How to detect life?

Last updated: 30/1/01 - entire text, new NASA policy

Assuming that you are physically looking for life on another planet (in other words, not using SETI) there are a number of well-established ways of detecting life.

Possibly the first serious attempt to detect life on another planet was conducted by the Viking probes sent to Mars in 1976, whose primary aim was in fact to find life. Scientists on the Viking mission were felt fairly certain that there were no large Martian life forms alive (large being anything bigger than the size of an ant) and on a planet with an average surface temperature of minus 26°C, you can understand why they came to this conclusion.

So they knew that if life existed on Mars, it would be in the form of microbes, or micro-organisms. The Viking landers (both identical) carried three different tests to look for life and a gas-chromatograph mass spectrometer (GCMS - to analyse the composition of chemicals found on Mars). The first was called the pyrolytic release experiment.

The pyrolytic release experiment involved taking a sample of Martian soil and also adding Martian atmosphere and radioactive carbon dioxide. The atmosphere of Mars is made up primarily of carbon dioxide, and the scientists believed that any organisms on Mars would have found a way to use it (just like the way that plants use the carbon dioxide in our atmosphere for photosynthesis). So once all of this was placed in a container in the probe, it was be left for 120 hours. After this time, the mixed atmosphere was flushed out and the soil heated to a high temperature. If the soil contained any radioactive carbon, that would mean that some process had pulled the radioactive carbon dioxide out of the atmosphere and combined it with the soil - and that process would probably be life (after all, that's what plants do on Earth).

The other two experiments depended on exposing Martian soil to nutrients in solutions of water, and monitoring them to see if there were any changes indicating life.

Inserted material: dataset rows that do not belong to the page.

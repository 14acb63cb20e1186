//! Error types for probe execution

use crate::runner::ExecError;
use std::path::PathBuf;
use thiserror::Error;

/// Failures inside a probe's fallible section
///
/// These never cross the probe boundary as errors; the top-level `execute`
/// folds them into the returned verdict.
#[derive(Error, Debug)]
pub enum ProbeError {
    /// The configured service URL could not be parsed
    #[error("invalid service URL '{url}': {source}")]
    InvalidUrl {
        url: String,
        #[source]
        source: url::ParseError,
    },

    /// No kinit executable in any of the searched directories
    #[error("kinit was not found in the search path {dirs:?}")]
    KinitNotFound { dirs: Vec<PathBuf> },

    /// An external command failed
    #[error(transparent)]
    Exec(#[from] ExecError),
}
//! Integration tests for the Oozie server status probe
//!
//! These tests drive the full decision procedure with a scripted command
//! runner, so both platform branches and every verdict path are exercised
//! without spawning real processes.

use altair_core::params::ParameterSet;
use altair_core::platform::OsFamily;
use altair_core::probe::oozie::{
    OozieServerStatusProbe, OOZIE_KEYTAB_KEY, OOZIE_PRINCIPAL_KEY, OOZIE_URL_KEY,
    SECURITY_ENABLED_KEY,
};
use altair_core::probe::AlertProbe;
use altair_core::runner::{CommandRunner, ExecError};
use altair_core::AlertState;
use async_trait::async_trait;
use std::collections::VecDeque;
use std::fs;
use std::path::PathBuf;
use std::sync::{Arc, Mutex};
use tempfile::{tempdir, TempDir};

/// Runner that replays scripted results and records every command it sees
#[derive(Default)]
struct ScriptedRunner {
    replies: Mutex<VecDeque<Result<(), ExecError>>>,
    commands: Mutex<Vec<String>>,
}

impl ScriptedRunner {
    /// Runner whose every command succeeds
    fn succeeding() -> Arc<Self> {
        Arc::new(Self::default())
    }

    /// Runner that replays the given results in order, then succeeds
    fn with_replies(replies: Vec<Result<(), ExecError>>) -> Arc<Self> {
        Arc::new(Self {
            replies: Mutex::new(replies.into()),
            commands: Mutex::new(Vec::new()),
        })
    }

    fn commands(&self) -> Vec<String> {
        self.commands.lock().unwrap().clone()
    }
}

#[async_trait]
impl CommandRunner for ScriptedRunner {
    async fn run(&self, command: &str) -> Result<(), ExecError> {
        self.commands.lock().unwrap().push(command.to_string());
        self.replies.lock().unwrap().pop_front().unwrap_or(Ok(()))
    }
}

/// Directory containing a fake kinit binary
fn fake_kinit_dir() -> (TempDir, Vec<PathBuf>) {
    let dir = tempdir().expect("tempdir");
    fs::write(dir.path().join("kinit"), "").expect("write kinit");
    let dirs = vec![dir.path().to_path_buf()];
    (dir, dirs)
}

fn base_params() -> ParameterSet {
    let mut params = ParameterSet::new();
    params.insert(OOZIE_URL_KEY, "http://myhost.example.com:11000/oozie");
    params
}

fn secure_params(flag: &str) -> ParameterSet {
    let mut params = base_params();
    params.insert(SECURITY_ENABLED_KEY, flag);
    params.insert(OOZIE_KEYTAB_KEY, "/etc/security/keytabs/oozie.keytab");
    params.insert(OOZIE_PRINCIPAL_KEY, "oozie/_HOST@EXAMPLE.COM");
    params
}

#[tokio::test]
async fn no_parameters_is_unknown() {
    let runner = ScriptedRunner::succeeding();
    let probe = OozieServerStatusProbe::with_runner(OsFamily::Unix, Arc::clone(&runner));

    let result = probe.execute(None, "node1.example.com").await;
    assert_eq!(result.state, AlertState::Unknown);
    assert_eq!(
        result.text,
        vec!["There were no parameters supplied to the script.".to_string()]
    );
    assert!(runner.commands().is_empty());
}

#[tokio::test]
async fn empty_parameters_is_unknown() {
    let runner = ScriptedRunner::succeeding();
    let probe = OozieServerStatusProbe::with_runner(OsFamily::Unix, Arc::clone(&runner));

    let empty = ParameterSet::new();
    let result = probe.execute(Some(&empty), "node1.example.com").await;
    assert_eq!(result.state, AlertState::Unknown);
    assert!(runner.commands().is_empty());
}

#[tokio::test]
async fn missing_url_is_unknown() {
    let runner = ScriptedRunner::succeeding();
    let probe = OozieServerStatusProbe::with_runner(OsFamily::Unix, Arc::clone(&runner));

    let mut params = ParameterSet::new();
    params.insert(SECURITY_ENABLED_KEY, "false");
    let result = probe.execute(Some(&params), "node1.example.com").await;
    assert_eq!(result.state, AlertState::Unknown);
    assert_eq!(
        result.text,
        vec!["The Oozie URL is a required parameter.".to_string()]
    );
    assert!(runner.commands().is_empty());
}

#[tokio::test]
async fn unparseable_url_is_unknown() {
    let runner = ScriptedRunner::succeeding();
    let probe = OozieServerStatusProbe::with_runner(OsFamily::Unix, Arc::clone(&runner));

    let mut params = ParameterSet::new();
    params.insert(OOZIE_URL_KEY, "http://");
    let result = probe.execute(Some(&params), "node1.example.com").await;
    assert_eq!(result.state, AlertState::Unknown);
    assert!(result.message().contains("invalid service URL"));
    assert!(runner.commands().is_empty());
}

#[tokio::test]
async fn success_rewrites_host_for_unix() {
    let runner = ScriptedRunner::succeeding();
    let probe = OozieServerStatusProbe::with_runner(OsFamily::Unix, Arc::clone(&runner));

    let params = base_params();
    let result = probe.execute(Some(&params), "node1.example.com").await;
    assert_eq!(result.state, AlertState::Ok);
    assert_eq!(
        result.text,
        vec!["Successful connection to http://0.0.0.0:11000/oozie".to_string()]
    );

    let commands = runner.commands();
    assert_eq!(commands.len(), 1, "security disabled must not run kinit");
    assert!(commands[0].starts_with("source /etc/oozie/conf/oozie-env.sh ; "));
    assert!(commands[0].contains("oozie admin -oozie http://0.0.0.0:11000/oozie -status"));
}

#[tokio::test]
async fn success_rewrites_host_for_windows() {
    let runner = ScriptedRunner::succeeding();
    let probe = OozieServerStatusProbe::with_runner(OsFamily::Windows, Arc::clone(&runner));

    let params = base_params();
    let result = probe.execute(Some(&params), "node1.example.com").await;
    assert_eq!(result.state, AlertState::Ok);
    assert_eq!(
        result.text,
        vec!["Successful connection to http://localhost:11000/oozie".to_string()]
    );
}

#[tokio::test]
async fn status_failure_is_critical() {
    let runner = ScriptedRunner::with_replies(vec![Err(ExecError::Message(
        "connection refused".to_string(),
    ))]);
    let probe = OozieServerStatusProbe::with_runner(OsFamily::Unix, Arc::clone(&runner));

    let params = base_params();
    let result = probe.execute(Some(&params), "node1.example.com").await;
    assert_eq!(result.state, AlertState::Critical);
    assert_eq!(result.text, vec!["connection refused".to_string()]);
}

#[tokio::test]
async fn security_without_credentials_is_unknown() {
    let runner = ScriptedRunner::succeeding();
    let probe = OozieServerStatusProbe::with_runner(OsFamily::Unix, Arc::clone(&runner));

    let mut params = base_params();
    params.insert(SECURITY_ENABLED_KEY, "true");
    params.insert(OOZIE_KEYTAB_KEY, "/etc/security/keytabs/oozie.keytab");
    // principal missing
    let result = probe.execute(Some(&params), "node1.example.com").await;
    assert_eq!(result.state, AlertState::Unknown);
    assert_eq!(
        result.text,
        vec![
            "The Oozie keytab and principal are required parameters when security is enabled."
                .to_string()
        ]
    );
    assert!(runner.commands().is_empty(), "no process may be spawned");
}

#[tokio::test]
async fn security_enabled_runs_kinit_with_substituted_principal() {
    let (_guard, kinit_dirs) = fake_kinit_dir();
    let runner = ScriptedRunner::succeeding();
    let probe = OozieServerStatusProbe::with_runner(OsFamily::Unix, Arc::clone(&runner))
        .with_kinit_dirs(kinit_dirs.clone());

    // mixed-case flag value still counts as enabled
    let params = secure_params("True");
    let result = probe.execute(Some(&params), "node1.example.com").await;
    assert_eq!(result.state, AlertState::Ok);

    let commands = runner.commands();
    assert_eq!(commands.len(), 2);
    let kinit_path = kinit_dirs[0].join("kinit");
    assert_eq!(
        commands[0],
        format!(
            "{} -kt /etc/security/keytabs/oozie.keytab oozie/node1.example.com@EXAMPLE.COM; ",
            kinit_path.display()
        )
    );
    assert!(commands[1].contains("oozie admin -oozie http://0.0.0.0:11000/oozie -status"));
}

#[tokio::test]
async fn security_flag_other_values_disable_kinit() {
    for flag in ["false", "FALSE", "yes", ""] {
        let runner = ScriptedRunner::succeeding();
        let probe = OozieServerStatusProbe::with_runner(OsFamily::Unix, Arc::clone(&runner));

        let params = secure_params(flag);
        let result = probe.execute(Some(&params), "node1.example.com").await;
        assert_eq!(result.state, AlertState::Ok);
        assert_eq!(
            runner.commands().len(),
            1,
            "flag '{flag}' must not trigger kinit"
        );
    }
}

#[tokio::test]
async fn kinit_failure_is_critical_and_skips_status_command() {
    let (_guard, kinit_dirs) = fake_kinit_dir();
    let runner =
        ScriptedRunner::with_replies(vec![Err(ExecError::Message("kinit failed".to_string()))]);
    let probe = OozieServerStatusProbe::with_runner(OsFamily::Unix, Arc::clone(&runner))
        .with_kinit_dirs(kinit_dirs);

    let params = secure_params("true");
    let result = probe.execute(Some(&params), "node1.example.com").await;
    assert_eq!(result.state, AlertState::Critical);
    assert_eq!(result.text, vec!["kinit failed".to_string()]);
    assert_eq!(runner.commands().len(), 1, "status command must not run");
}

#[tokio::test]
async fn missing_kinit_binary_is_critical() {
    let empty = tempdir().expect("tempdir");
    let runner = ScriptedRunner::succeeding();
    let probe = OozieServerStatusProbe::with_runner(OsFamily::Unix, Arc::clone(&runner))
        .with_kinit_dirs(vec![empty.path().to_path_buf()]);

    let params = secure_params("true");
    let result = probe.execute(Some(&params), "node1.example.com").await;
    assert_eq!(result.state, AlertState::Critical);
    assert!(result.message().contains("kinit"));
    assert!(runner.commands().is_empty());
}

#[tokio::test]
async fn identical_invocations_yield_identical_results() {
    let params = base_params();

    let mut results = Vec::new();
    for _ in 0..2 {
        let runner = ScriptedRunner::succeeding();
        let probe = OozieServerStatusProbe::with_runner(OsFamily::Unix, runner);
        results.push(probe.execute(Some(&params), "node1.example.com").await);
    }
    assert_eq!(results[0], results[1]);
}
//! Oozie server status probe
//!
//! Checks that the local Oozie workflow-scheduler instance is reachable by
//! running the admin client's status subcommand against it, authenticating
//! through kerberos first when the cluster enforces security.

use crate::kerberos::{self, KerberosLogin, KINIT_SEARCH_PATHS};
use crate::net;
use crate::params::ParameterSet;
use crate::platform::OsFamily;
use crate::probe::{AlertProbe, ProbeError};
use crate::runner::{CommandRunner, ShellRunner};
use async_trait::async_trait;
use schema::AlertResult;
use std::path::PathBuf;
use tracing::debug;

/// Parameter key for the Oozie base URL
pub const OOZIE_URL_KEY: &str = "{{oozie-site/oozie.base.url}}";
/// Parameter key for the cluster security flag
pub const SECURITY_ENABLED_KEY: &str = "{{cluster-env/security_enabled}}";
/// Parameter key for the Oozie kerberos principal
pub const OOZIE_PRINCIPAL_KEY: &str =
    "{{oozie-site/oozie.authentication.kerberos.principal}}";
/// Parameter key for the Oozie kerberos keytab
pub const OOZIE_KEYTAB_KEY: &str = "{{oozie-site/oozie.authentication.kerberos.keytab}}";

/// Environment script sourced before the admin client runs
const OOZIE_ENV_SCRIPT: &str = "/etc/oozie/conf/oozie-env.sh";

const TOKENS: &[&str] = &[
    OOZIE_URL_KEY,
    OOZIE_PRINCIPAL_KEY,
    SECURITY_ENABLED_KEY,
    OOZIE_KEYTAB_KEY,
];

/// Reachability check for the local Oozie server
///
/// The platform, command runner, and kinit search path are injected so the
/// decision procedure can be exercised without touching the host.
#[derive(Debug)]
pub struct OozieServerStatusProbe<R = ShellRunner> {
    platform: OsFamily,
    runner: R,
    kinit_dirs: Vec<PathBuf>,
}

impl OozieServerStatusProbe<ShellRunner> {
    /// Probe for the current host using the real shell
    pub fn new() -> Self {
        Self::with_runner(OsFamily::current(), ShellRunner::new())
    }
}

impl Default for OozieServerStatusProbe<ShellRunner> {
    fn default() -> Self {
        Self::new()
    }
}

impl<R: CommandRunner + Send + Sync> OozieServerStatusProbe<R> {
    /// Probe with an explicit platform and command runner
    pub fn with_runner(platform: OsFamily, runner: R) -> Self {
        Self {
            platform,
            runner,
            kinit_dirs: KINIT_SEARCH_PATHS.iter().map(PathBuf::from).collect(),
        }
    }

    /// Override the directories searched for the kinit binary
    pub fn with_kinit_dirs(mut self, dirs: Vec<PathBuf>) -> Self {
        self.kinit_dirs = dirs;
        self
    }

    /// Authenticate if required, then run the admin status command
    async fn check_status(
        &self,
        login: Option<KerberosLogin>,
        oozie_url: &str,
    ) -> Result<(), ProbeError> {
        // kinit first so the env script's web request is authenticated
        if let Some(login) = login {
            let kinit = kerberos::locate_executable("kinit", &self.kinit_dirs).ok_or_else(|| {
                ProbeError::KinitNotFound {
                    dirs: self.kinit_dirs.clone(),
                }
            })?;
            self.runner
                .run(&kerberos::kinit_command(&kinit, &login))
                .await?;
        }

        let command = format!("source {OOZIE_ENV_SCRIPT} ; oozie admin -oozie {oozie_url} -status");
        self.runner.run(&command).await?;
        Ok(())
    }
}

#[async_trait]
impl<R: CommandRunner + Send + Sync> AlertProbe for OozieServerStatusProbe<R> {
    fn name(&self) -> &'static str {
        "oozie_server_status"
    }

    fn tokens(&self) -> &'static [&'static str] {
        TOKENS
    }

    async fn execute(&self, parameters: Option<&ParameterSet>, host_name: &str) -> AlertResult {
        let parameters = match parameters {
            Some(p) if !p.is_empty() => p,
            _ => {
                return AlertResult::unknown("There were no parameters supplied to the script.")
            }
        };

        let Some(base_url) = parameters.get(OOZIE_URL_KEY) else {
            return AlertResult::unknown("The Oozie URL is a required parameter.");
        };

        // target the local instance regardless of the advertised hostname
        let local_address = self.platform.local_bind_address();
        let oozie_url = match net::rewrite_host(base_url, local_address) {
            Ok(url) => url,
            Err(source) => {
                let err = ProbeError::InvalidUrl {
                    url: base_url.to_string(),
                    source,
                };
                return AlertResult::unknown(err.to_string());
            }
        };

        let security_enabled = parameters.flag_enabled(SECURITY_ENABLED_KEY);
        debug!(
            "Checking Oozie server at {} (security_enabled: {})",
            oozie_url, security_enabled
        );

        let login = if security_enabled {
            match (
                parameters.get(OOZIE_KEYTAB_KEY),
                parameters.get(OOZIE_PRINCIPAL_KEY),
            ) {
                (Some(keytab), Some(principal)) => Some(KerberosLogin {
                    keytab: keytab.to_string(),
                    principal: kerberos::substitute_host(principal, host_name),
                }),
                _ => {
                    return AlertResult::unknown(
                        "The Oozie keytab and principal are required parameters when security is enabled.",
                    )
                }
            }
        } else {
            None
        };

        match self.check_status(login, &oozie_url).await {
            Ok(()) => AlertResult::ok(format!("Successful connection to {oozie_url}")),
            Err(e) => AlertResult::critical(e.to_string()),
        }
    }
}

When the Viking landers finally touched down, the latter two experiments showed astonishing signs of life; so astonishing, in fact, that the scientists couldn't quite believe it. They had monitored huge changes in the soil/nutrient mixtures - too large for the small amounts of life they were expecting.

The first experiment, the pyrolytic release, took a little longer and returned evidence that something was going on, but the data was ambiguous. In other words, there was no strong evidence for the existence of life. Finally, the GCMS returned its results - there was no sign of any organic materials - no microbes, no waste products of microbes and no dead remains of microbes.

Scientists came to the conclusion that there was no life, and that the strange results had been caused by an oxidising chemical called hydrogen peroxide in the soil. Hydrogen peroxide (H₂O₂) does not exist on Earth in large quantities because it reacts with water violently, breaking down in. But since there's no liquid water on the surface of Mars, when the hydrogen peroxide in the soil had the water nutrients added to it, it reacted violently to produce oxygen - which people first mistook as being a sign of life.

So in the end, the Viking experiments didn't really prove anything, although they helped scientists understand more about Mars and how to design better experiments.

More information about the Viking experiments in the educational index of our sister site, Generation Mars

It is perhaps telling that NASA's next two Athena class rovers being sent to Mars will have no biological experiments whatsoever on them. In a recent interview with Matt Golombek, Mars Pathfinder Chief Scientist, the BBC science programme Horizon discovered that NASA's new policy was to discover more information about Mars itself - it's atmosphere, geology, composition and so on - before they start to consider constructing more refined and accurate experiments that will search for life.

THE MARTIAN WAY

		A photograph of the fully deployed Beagle 2. © Beagle 2.

The British Beagle 2 lander is set to touch down on Mars in 2003, and its primary aim, like the Viking landers, is to look for life. This time, the Beagle 2 has been armed with an entirely new set of tests for life.

One relatively easy way to tell whether life has existed on Mars in the past is looking for the remains of micro-organisms. These remains will be composed of organic material that is composed of carbon compounds. However, carbon compounds can be produced by other methods than biochemical reactions (which is one of the reasons why scientists dispute the fact that ALH 84001 showed there was life on Mars). Fortunately, by looking at the different isotopes of carbon that make up the carbon compounds, you can tell whether they were produced by life, since organisms use the ‘lighter’ carbon-12 preferentially over the ‘heavy’ carbon-13.

By burning carbon compounds that are taken from rocks on the surface and examining the carbon dioxide that is produced, scientists will be able to determine the isotopic composition of the carbon, and so discover whether life existed (this will be carried out by an incinerator and a mass spectrometer).

The one experiment that will attract the greatest attention from the public is the search for methane in the Martian atmosphere. Methane is solely produced by biological processes, and is quickly destroyed by light. Therefore, if any methane at all is found in the atmosphere, we can be almost certain that life exists on Mars right now. The equipment used to perform this experiment has already proven its worth in helping us understand the process of global warming, and perhaps it will make similarly ground-breaking discoveries on Mars.